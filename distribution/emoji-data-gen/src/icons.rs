//! Icon-asset index for the `fluentui` vendor set
//!
//! The asset tree holds one directory per emoji with a metadata JSON file
//! next to `Color/`, `Flat/` or `Default/...` icon directories, plus one
//! directory per skin tone when the emoji supports tones.

use std::collections::HashMap;
use std::fs;
use std::path::{Path, PathBuf};

use base64::Engine;
use ignore::WalkBuilder;
use serde::Deserialize;

use crate::sources::{read_json, SourceError, SourceResult};

const PRIMARY_DIRS: [&str; 4] = ["Color", "Flat", "Default/Color", "Default/Flat"];

/// Tone directories in modifier order (1F3FB..1F3FF).
const TONE_DIRS: [&str; 5] = ["Light", "Medium-Light", "Medium", "Medium-Dark", "Dark"];

#[derive(Debug, Deserialize)]
#[serde(rename_all = "camelCase")]
struct AssetMetadata {
    unicode: String,
    #[serde(default)]
    unicode_skintones: Vec<String>,
}

/// One icon file, resolved to the `src` a bundle skin carries.
#[derive(Debug, Clone)]
pub struct IconAsset {
    pub path: PathBuf,
    /// File name with parentheses removed and whitespace replaced
    pub file_name: String,
    pub src: String,
}

#[derive(Debug, Default)]
pub struct IconIndex {
    assets: HashMap<String, IconAsset>,
}

/// `"1f44b 1f3fb"` → `"1f44b-1f3fb"`
fn unified_key(unicode: &str) -> String {
    unicode
        .split_whitespace()
        .collect::<Vec<_>>()
        .join("-")
        .to_lowercase()
}

pub fn sanitize_file_name(name: &str) -> String {
    name.chars()
        .filter(|c| *c != '(' && *c != ')')
        .map(|c| if c.is_whitespace() { '_' } else { c })
        .collect()
}

fn io_error(path: &Path) -> impl FnOnce(std::io::Error) -> SourceError + '_ {
    move |source| SourceError::Io {
        path: path.to_path_buf(),
        source,
    }
}

/// First icon file under `dir/<sub>` for the first sub-directory that has
/// one. Rasterized `.png` files win over `.svg` in the same directory.
fn first_icon(dir: &Path, subdirs: &[&str]) -> SourceResult<Option<PathBuf>> {
    for sub in subdirs {
        let candidate = dir.join(sub);
        if !candidate.is_dir() {
            continue;
        }
        let mut files: Vec<PathBuf> = fs::read_dir(&candidate)
            .map_err(io_error(&candidate))?
            .filter_map(|entry| entry.ok().map(|e| e.path()))
            .filter(|path| {
                matches!(
                    path.extension().and_then(|e| e.to_str()),
                    Some("png") | Some("svg")
                )
            })
            .collect();
        files.sort_by_key(|path| {
            (
                path.extension().and_then(|e| e.to_str()) != Some("png"),
                path.clone(),
            )
        });
        if let Some(first) = files.into_iter().next() {
            return Ok(Some(first));
        }
    }
    Ok(None)
}

fn asset(path: PathBuf, cdn_base: Option<&str>) -> SourceResult<IconAsset> {
    let raw_name = path
        .file_name()
        .map(|name| name.to_string_lossy().into_owned())
        .unwrap_or_default();
    let file_name = sanitize_file_name(&raw_name);

    let src = match cdn_base {
        Some(base) => format!("{}/{}", base.trim_end_matches('/'), file_name),
        None => {
            let bytes = fs::read(&path).map_err(io_error(&path))?;
            let mime = match path.extension().and_then(|e| e.to_str()) {
                Some("svg") => "image/svg+xml",
                _ => "image/png",
            };
            format!(
                "data:{};base64,{}",
                mime,
                base64::engine::general_purpose::STANDARD.encode(bytes)
            )
        }
    };

    Ok(IconAsset {
        path,
        file_name,
        src,
    })
}

impl IconIndex {
    /// Walk `root` for metadata files and index every icon they describe.
    ///
    /// With a CDN base each `src` is `<cdn_base>/<file name>`, otherwise the
    /// icon is inlined as a base64 data URI.
    pub fn load(root: &Path, cdn_base: Option<&str>) -> SourceResult<Self> {
        let cdn_base = cdn_base.filter(|base| !base.is_empty());
        let mut assets = HashMap::new();

        let walker = WalkBuilder::new(root)
            .hidden(false)
            .git_ignore(false)
            .follow_links(false)
            .sort_by_file_name(|a, b| a.cmp(b))
            .build();

        for entry in walker.filter_map(|e| e.ok()) {
            let path = entry.path();
            let is_metadata = entry.file_type().is_some_and(|t| t.is_file())
                && path.extension().and_then(|e| e.to_str()) == Some("json");
            if !is_metadata {
                continue;
            }
            let Some(dir) = path.parent() else {
                continue;
            };
            let meta: AssetMetadata = read_json(path)?;

            let Some(icon) = first_icon(dir, &PRIMARY_DIRS)? else {
                log::warn!("Unable to find color icon at {}", dir.display());
                continue;
            };
            assets.insert(unified_key(&meta.unicode), asset(icon, cdn_base)?);

            for (tone, tone_dir) in TONE_DIRS.iter().enumerate() {
                let Some(code) = meta.unicode_skintones.get(tone + 1) else {
                    break;
                };
                let subdirs = [format!("{tone_dir}/Color"), format!("{tone_dir}/Flat")];
                let subdirs: Vec<&str> = subdirs.iter().map(String::as_str).collect();
                match first_icon(dir, &subdirs)? {
                    Some(icon) => {
                        assets.insert(unified_key(code), asset(icon, cdn_base)?);
                    }
                    None => log::debug!("No {} icon at {}", tone_dir, dir.display()),
                }
            }
        }

        log::info!("Indexed {} icons under {}", assets.len(), root.display());
        Ok(Self { assets })
    }

    pub fn get(&self, unified: &str) -> Option<&IconAsset> {
        self.assets.get(&unified.to_lowercase())
    }

    pub fn src(&self, unified: &str) -> Option<&str> {
        self.get(unified).map(|asset| asset.src.as_str())
    }

    pub fn len(&self) -> usize {
        self.assets.len()
    }

    pub fn is_empty(&self) -> bool {
        self.assets.is_empty()
    }

    /// Copy every indexed icon into `dest` under its sanitized name.
    pub fn copy_assets(&self, dest: &Path) -> SourceResult<usize> {
        fs::create_dir_all(dest).map_err(io_error(dest))?;
        for asset in self.assets.values() {
            let target = dest.join(&asset.file_name);
            fs::copy(&asset.path, &target).map_err(io_error(&asset.path))?;
        }
        Ok(self.assets.len())
    }
}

============

* [WHAT THIS TASK INVOLVES]: What is needed is a word-for-word copy of the records above, from the first line through the line that contains "use serde::Deserialize;".

* [EXERCISE RESULT]:
filename distribution/emoji-data-gen/src/icons.rs
//! Icon-asset index for the `fluentui` vendor set
//!
//! The asset tree holds one directory per emoji with a metadata JSON file
//! next to `Color/`, `Flat/` or `Default/...` icon directories, plus one
//! directory per skin tone when the emoji supports tones.

use std::collections::HashMap;
use std::fs;
use std::path::{Path, PathBuf};

use base64::Engine;
use ignore::WalkBuilder;
use serde::Deserialize;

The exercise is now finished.